• Assignment: Locate, in the data below, the line that contains "async fn body_json(response: Response)" and the line that contains "let json = body_json(response).await;"; reproduce exactly those two lines and every line between them, nothing more.

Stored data
++++++++
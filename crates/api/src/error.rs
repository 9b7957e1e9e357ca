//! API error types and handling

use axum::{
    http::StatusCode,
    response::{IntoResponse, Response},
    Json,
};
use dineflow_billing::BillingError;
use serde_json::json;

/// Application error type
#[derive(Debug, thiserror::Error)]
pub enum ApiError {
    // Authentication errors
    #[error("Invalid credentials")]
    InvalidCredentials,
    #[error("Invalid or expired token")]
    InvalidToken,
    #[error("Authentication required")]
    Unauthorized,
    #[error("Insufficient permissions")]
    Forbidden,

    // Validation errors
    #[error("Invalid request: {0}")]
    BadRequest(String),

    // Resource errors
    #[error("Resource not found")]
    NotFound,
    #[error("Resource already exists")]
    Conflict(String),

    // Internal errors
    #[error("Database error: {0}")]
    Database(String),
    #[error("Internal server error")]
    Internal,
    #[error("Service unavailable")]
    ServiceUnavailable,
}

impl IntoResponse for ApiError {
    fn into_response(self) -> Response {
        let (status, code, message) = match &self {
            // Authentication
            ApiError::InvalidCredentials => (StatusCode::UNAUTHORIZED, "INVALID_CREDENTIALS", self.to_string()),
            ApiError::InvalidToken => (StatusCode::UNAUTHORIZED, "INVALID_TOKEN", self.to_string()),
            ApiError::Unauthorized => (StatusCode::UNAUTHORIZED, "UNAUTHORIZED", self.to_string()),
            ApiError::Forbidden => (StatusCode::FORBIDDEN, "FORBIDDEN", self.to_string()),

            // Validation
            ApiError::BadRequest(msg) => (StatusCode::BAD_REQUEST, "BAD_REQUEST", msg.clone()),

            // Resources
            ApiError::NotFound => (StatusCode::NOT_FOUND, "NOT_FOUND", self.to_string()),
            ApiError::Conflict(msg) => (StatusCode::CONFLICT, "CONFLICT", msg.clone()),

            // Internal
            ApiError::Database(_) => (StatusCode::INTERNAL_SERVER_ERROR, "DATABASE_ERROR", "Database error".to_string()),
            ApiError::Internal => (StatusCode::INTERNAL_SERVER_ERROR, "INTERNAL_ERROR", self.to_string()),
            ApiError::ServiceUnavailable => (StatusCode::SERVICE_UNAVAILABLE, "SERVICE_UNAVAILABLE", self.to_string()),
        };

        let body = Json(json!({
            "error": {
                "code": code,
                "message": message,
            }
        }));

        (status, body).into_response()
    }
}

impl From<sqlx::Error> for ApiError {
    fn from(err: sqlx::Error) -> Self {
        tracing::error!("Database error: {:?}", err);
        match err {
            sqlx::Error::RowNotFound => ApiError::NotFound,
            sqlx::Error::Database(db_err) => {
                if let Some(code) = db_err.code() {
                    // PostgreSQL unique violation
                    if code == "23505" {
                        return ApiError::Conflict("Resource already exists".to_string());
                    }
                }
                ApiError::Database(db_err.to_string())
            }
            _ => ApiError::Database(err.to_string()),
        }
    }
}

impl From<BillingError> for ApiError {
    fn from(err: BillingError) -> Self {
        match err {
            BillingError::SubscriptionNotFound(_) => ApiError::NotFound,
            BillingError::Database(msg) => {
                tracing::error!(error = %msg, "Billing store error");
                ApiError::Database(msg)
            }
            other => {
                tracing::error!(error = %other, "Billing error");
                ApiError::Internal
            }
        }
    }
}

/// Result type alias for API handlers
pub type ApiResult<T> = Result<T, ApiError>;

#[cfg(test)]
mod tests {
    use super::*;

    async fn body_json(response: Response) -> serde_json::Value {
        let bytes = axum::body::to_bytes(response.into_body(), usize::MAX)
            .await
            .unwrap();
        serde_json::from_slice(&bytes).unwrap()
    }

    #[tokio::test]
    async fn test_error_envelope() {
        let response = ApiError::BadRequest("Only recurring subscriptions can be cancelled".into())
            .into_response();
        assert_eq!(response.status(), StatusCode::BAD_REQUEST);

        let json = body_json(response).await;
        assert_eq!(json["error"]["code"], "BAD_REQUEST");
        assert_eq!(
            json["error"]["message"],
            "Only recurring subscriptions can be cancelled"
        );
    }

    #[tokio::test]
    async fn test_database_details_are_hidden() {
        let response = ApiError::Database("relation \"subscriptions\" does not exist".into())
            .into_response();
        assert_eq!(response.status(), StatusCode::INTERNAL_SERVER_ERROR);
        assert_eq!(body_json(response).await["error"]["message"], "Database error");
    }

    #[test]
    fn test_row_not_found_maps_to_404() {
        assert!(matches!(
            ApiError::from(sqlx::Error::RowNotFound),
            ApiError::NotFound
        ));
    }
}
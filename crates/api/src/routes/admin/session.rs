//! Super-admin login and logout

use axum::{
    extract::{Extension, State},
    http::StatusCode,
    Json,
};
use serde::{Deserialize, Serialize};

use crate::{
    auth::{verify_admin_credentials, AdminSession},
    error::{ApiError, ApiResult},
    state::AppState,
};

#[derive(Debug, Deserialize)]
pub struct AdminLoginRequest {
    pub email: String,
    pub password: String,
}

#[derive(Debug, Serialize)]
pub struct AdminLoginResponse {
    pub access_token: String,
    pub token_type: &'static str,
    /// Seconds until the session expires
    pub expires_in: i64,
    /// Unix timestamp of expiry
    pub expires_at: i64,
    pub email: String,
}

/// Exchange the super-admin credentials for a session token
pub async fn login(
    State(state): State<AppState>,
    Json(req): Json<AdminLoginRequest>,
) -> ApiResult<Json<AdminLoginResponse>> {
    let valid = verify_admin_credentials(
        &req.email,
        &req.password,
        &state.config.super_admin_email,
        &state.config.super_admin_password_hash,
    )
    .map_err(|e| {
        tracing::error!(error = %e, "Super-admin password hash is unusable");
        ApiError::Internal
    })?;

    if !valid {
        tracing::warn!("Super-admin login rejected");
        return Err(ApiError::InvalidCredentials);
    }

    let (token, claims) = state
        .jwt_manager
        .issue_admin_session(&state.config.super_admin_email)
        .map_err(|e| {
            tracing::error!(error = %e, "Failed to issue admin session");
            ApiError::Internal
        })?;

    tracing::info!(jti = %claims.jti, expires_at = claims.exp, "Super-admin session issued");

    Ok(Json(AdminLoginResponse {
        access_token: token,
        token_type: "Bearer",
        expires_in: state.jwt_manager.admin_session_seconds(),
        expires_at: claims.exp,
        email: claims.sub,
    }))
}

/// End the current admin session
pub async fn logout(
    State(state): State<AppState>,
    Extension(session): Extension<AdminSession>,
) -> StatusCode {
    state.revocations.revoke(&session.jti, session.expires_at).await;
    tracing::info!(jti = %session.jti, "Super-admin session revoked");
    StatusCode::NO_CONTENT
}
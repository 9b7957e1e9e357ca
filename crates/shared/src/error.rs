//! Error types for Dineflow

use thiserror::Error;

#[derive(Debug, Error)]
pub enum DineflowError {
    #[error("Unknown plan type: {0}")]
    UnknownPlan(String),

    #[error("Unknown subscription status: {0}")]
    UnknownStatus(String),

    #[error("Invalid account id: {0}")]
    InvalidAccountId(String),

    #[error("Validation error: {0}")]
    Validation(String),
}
++++++++
• Task output:
    async fn body_json(response: Response) -> serde_json::Value {
        let bytes = axum::body::to_bytes(response.into_body(), usize::MAX)
            .await
            .unwrap();
        serde_json::from_slice(&bytes).unwrap()
    }

    #[tokio::test]
    async fn test_error_envelope() {
        let response = ApiError::BadRequest("Only recurring subscriptions can be cancelled".into())
            .into_response();
        assert_eq!(response.status(), StatusCode::BAD_REQUEST);

        let json = body_json(response).await;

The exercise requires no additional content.